__Task instructions__: Output the data below line for line, exactly, up to and including the line where "pub fn decode_check(s: &str)" appears.

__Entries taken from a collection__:
━━━━━━━━━━━━━━━━━━━━
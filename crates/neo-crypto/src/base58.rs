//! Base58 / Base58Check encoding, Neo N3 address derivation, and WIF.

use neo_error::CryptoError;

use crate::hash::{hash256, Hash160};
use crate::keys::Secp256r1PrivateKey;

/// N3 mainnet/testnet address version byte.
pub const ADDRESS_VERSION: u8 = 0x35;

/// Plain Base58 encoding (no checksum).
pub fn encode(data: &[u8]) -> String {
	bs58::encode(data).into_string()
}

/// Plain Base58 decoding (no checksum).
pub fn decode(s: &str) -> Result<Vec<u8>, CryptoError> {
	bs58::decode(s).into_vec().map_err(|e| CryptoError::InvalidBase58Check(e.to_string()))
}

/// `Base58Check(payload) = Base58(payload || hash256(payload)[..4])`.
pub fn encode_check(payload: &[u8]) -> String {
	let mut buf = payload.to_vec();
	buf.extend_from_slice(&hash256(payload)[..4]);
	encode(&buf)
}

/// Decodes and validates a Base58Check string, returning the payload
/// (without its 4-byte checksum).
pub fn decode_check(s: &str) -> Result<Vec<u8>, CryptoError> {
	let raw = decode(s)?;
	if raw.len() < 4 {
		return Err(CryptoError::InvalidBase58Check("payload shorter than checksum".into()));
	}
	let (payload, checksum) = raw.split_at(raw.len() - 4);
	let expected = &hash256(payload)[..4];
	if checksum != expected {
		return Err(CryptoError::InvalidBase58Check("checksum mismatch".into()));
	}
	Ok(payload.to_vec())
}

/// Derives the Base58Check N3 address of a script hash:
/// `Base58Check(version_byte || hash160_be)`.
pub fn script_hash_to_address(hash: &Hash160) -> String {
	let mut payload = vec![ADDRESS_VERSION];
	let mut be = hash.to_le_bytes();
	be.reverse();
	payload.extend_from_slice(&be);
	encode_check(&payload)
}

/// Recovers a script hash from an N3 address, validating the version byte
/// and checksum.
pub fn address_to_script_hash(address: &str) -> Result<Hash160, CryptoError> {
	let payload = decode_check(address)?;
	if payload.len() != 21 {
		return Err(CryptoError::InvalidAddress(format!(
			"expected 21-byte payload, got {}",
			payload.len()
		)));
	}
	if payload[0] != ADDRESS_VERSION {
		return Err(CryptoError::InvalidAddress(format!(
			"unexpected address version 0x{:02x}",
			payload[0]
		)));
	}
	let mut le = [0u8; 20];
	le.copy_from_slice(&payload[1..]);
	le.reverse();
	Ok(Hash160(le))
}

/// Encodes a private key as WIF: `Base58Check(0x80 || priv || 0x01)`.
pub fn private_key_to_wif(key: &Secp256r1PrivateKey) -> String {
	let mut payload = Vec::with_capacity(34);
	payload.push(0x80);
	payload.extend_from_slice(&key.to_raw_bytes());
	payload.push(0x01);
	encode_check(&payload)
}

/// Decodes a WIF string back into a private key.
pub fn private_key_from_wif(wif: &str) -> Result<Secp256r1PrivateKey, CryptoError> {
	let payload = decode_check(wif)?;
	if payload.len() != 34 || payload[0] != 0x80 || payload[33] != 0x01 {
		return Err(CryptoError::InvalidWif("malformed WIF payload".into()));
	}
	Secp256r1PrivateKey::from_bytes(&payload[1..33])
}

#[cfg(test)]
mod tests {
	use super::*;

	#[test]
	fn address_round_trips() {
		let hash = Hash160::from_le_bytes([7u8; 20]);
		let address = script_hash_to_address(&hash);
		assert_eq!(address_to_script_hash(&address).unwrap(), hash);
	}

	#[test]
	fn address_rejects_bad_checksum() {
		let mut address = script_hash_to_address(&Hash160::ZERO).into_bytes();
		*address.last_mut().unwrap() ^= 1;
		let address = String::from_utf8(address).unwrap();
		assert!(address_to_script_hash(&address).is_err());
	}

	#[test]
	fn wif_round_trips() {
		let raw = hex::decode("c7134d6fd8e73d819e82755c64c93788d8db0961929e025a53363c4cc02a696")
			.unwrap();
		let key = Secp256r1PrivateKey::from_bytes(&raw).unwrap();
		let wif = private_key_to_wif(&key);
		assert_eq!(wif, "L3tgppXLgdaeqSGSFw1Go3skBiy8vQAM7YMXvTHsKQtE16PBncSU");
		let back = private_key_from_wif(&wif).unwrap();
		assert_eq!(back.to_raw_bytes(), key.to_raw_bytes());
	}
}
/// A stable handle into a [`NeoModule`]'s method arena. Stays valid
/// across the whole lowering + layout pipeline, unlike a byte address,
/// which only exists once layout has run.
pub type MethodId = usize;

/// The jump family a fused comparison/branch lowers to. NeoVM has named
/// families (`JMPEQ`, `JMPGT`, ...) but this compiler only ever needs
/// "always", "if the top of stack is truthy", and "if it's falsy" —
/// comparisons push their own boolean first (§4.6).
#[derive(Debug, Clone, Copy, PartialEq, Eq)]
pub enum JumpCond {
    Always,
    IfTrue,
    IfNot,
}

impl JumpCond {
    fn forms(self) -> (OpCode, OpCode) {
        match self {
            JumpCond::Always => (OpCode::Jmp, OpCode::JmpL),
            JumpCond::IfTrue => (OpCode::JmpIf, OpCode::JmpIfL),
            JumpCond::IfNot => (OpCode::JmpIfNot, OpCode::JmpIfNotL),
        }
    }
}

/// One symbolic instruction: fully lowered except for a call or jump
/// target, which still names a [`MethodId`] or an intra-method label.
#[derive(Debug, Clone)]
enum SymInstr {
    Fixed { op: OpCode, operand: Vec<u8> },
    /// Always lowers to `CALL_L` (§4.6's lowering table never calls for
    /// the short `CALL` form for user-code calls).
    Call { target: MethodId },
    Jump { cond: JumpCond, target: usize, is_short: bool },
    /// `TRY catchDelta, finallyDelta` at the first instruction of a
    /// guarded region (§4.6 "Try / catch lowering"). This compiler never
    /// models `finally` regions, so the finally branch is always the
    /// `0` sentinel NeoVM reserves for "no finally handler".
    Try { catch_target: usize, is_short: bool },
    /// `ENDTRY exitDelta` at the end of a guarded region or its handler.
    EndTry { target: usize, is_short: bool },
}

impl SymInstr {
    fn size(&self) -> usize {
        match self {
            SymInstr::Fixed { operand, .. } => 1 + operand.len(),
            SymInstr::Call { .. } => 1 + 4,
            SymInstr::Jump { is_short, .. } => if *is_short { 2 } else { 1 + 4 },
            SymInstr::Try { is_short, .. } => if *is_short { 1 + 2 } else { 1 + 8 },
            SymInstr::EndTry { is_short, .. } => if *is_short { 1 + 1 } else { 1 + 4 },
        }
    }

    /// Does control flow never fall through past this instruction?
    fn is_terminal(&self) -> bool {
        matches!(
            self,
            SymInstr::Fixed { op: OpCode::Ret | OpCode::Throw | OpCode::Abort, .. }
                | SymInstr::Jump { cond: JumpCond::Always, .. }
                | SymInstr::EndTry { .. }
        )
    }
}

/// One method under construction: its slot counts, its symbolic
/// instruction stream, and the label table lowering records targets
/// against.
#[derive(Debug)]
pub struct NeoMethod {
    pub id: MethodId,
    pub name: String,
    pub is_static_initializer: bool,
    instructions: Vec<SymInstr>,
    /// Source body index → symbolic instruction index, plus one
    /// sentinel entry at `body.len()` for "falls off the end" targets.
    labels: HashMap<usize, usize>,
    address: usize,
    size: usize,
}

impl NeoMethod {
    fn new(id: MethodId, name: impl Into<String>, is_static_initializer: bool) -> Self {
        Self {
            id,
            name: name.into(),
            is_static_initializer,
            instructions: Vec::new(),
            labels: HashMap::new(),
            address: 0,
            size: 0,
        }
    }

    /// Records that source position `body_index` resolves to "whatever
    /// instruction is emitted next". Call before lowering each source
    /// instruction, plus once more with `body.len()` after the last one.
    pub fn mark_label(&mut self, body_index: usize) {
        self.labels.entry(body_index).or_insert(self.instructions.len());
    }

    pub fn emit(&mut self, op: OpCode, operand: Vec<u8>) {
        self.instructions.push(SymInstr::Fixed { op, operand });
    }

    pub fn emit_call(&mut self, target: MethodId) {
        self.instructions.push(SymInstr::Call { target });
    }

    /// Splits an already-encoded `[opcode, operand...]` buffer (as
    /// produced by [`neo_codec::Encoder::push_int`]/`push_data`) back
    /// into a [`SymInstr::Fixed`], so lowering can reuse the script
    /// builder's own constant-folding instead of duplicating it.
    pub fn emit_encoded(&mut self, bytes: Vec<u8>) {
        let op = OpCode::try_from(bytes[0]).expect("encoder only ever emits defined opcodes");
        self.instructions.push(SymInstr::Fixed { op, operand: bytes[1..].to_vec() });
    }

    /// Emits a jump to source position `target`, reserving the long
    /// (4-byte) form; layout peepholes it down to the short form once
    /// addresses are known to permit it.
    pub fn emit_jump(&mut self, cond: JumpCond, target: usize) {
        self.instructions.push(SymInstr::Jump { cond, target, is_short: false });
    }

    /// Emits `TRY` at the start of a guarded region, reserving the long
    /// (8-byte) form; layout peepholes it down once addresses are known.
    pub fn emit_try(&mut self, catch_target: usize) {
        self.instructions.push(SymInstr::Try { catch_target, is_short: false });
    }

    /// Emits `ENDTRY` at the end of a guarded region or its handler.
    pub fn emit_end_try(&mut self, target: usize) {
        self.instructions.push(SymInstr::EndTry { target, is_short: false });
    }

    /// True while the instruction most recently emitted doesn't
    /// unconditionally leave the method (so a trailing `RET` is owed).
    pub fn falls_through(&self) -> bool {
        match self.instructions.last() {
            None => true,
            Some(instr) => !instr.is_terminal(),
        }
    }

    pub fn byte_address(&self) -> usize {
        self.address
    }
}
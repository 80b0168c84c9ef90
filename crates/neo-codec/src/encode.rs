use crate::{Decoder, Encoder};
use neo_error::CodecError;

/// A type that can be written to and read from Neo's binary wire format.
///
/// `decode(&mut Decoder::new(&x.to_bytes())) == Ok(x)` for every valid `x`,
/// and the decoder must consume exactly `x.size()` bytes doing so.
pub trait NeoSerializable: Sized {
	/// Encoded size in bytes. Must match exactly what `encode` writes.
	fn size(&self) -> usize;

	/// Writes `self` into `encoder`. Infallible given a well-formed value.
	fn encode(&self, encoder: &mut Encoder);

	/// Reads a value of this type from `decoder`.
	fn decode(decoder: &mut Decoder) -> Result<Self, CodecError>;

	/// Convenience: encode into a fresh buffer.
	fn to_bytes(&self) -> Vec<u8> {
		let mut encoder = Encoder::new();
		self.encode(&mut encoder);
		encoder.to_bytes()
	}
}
━━━━━━━━━━━━━━━━━━━━
__Worked solution__:
filename crates/neo-crypto/src/base58.rs
//! Base58 / Base58Check encoding, Neo N3 address derivation, and WIF.

use neo_error::CryptoError;

use crate::hash::{hash256, Hash160};
use crate::keys::Secp256r1PrivateKey;

/// N3 mainnet/testnet address version byte.
pub const ADDRESS_VERSION: u8 = 0x35;

/// Plain Base58 encoding (no checksum).
pub fn encode(data: &[u8]) -> String {
	bs58::encode(data).into_string()
}

/// Plain Base58 decoding (no checksum).
pub fn decode(s: &str) -> Result<Vec<u8>, CryptoError> {
	bs58::decode(s).into_vec().map_err(|e| CryptoError::InvalidBase58Check(e.to_string()))
}

/// `Base58Check(payload) = Base58(payload || hash256(payload)[..4])`.
pub fn encode_check(payload: &[u8]) -> String {
	let mut buf = payload.to_vec();
	buf.extend_from_slice(&hash256(payload)[..4]);
	encode(&buf)
}

/// Decodes and validates a Base58Check string, returning the payload
/// (without its 4-byte checksum).
pub fn decode_check(s: &str) -> Result<Vec<u8>, CryptoError> {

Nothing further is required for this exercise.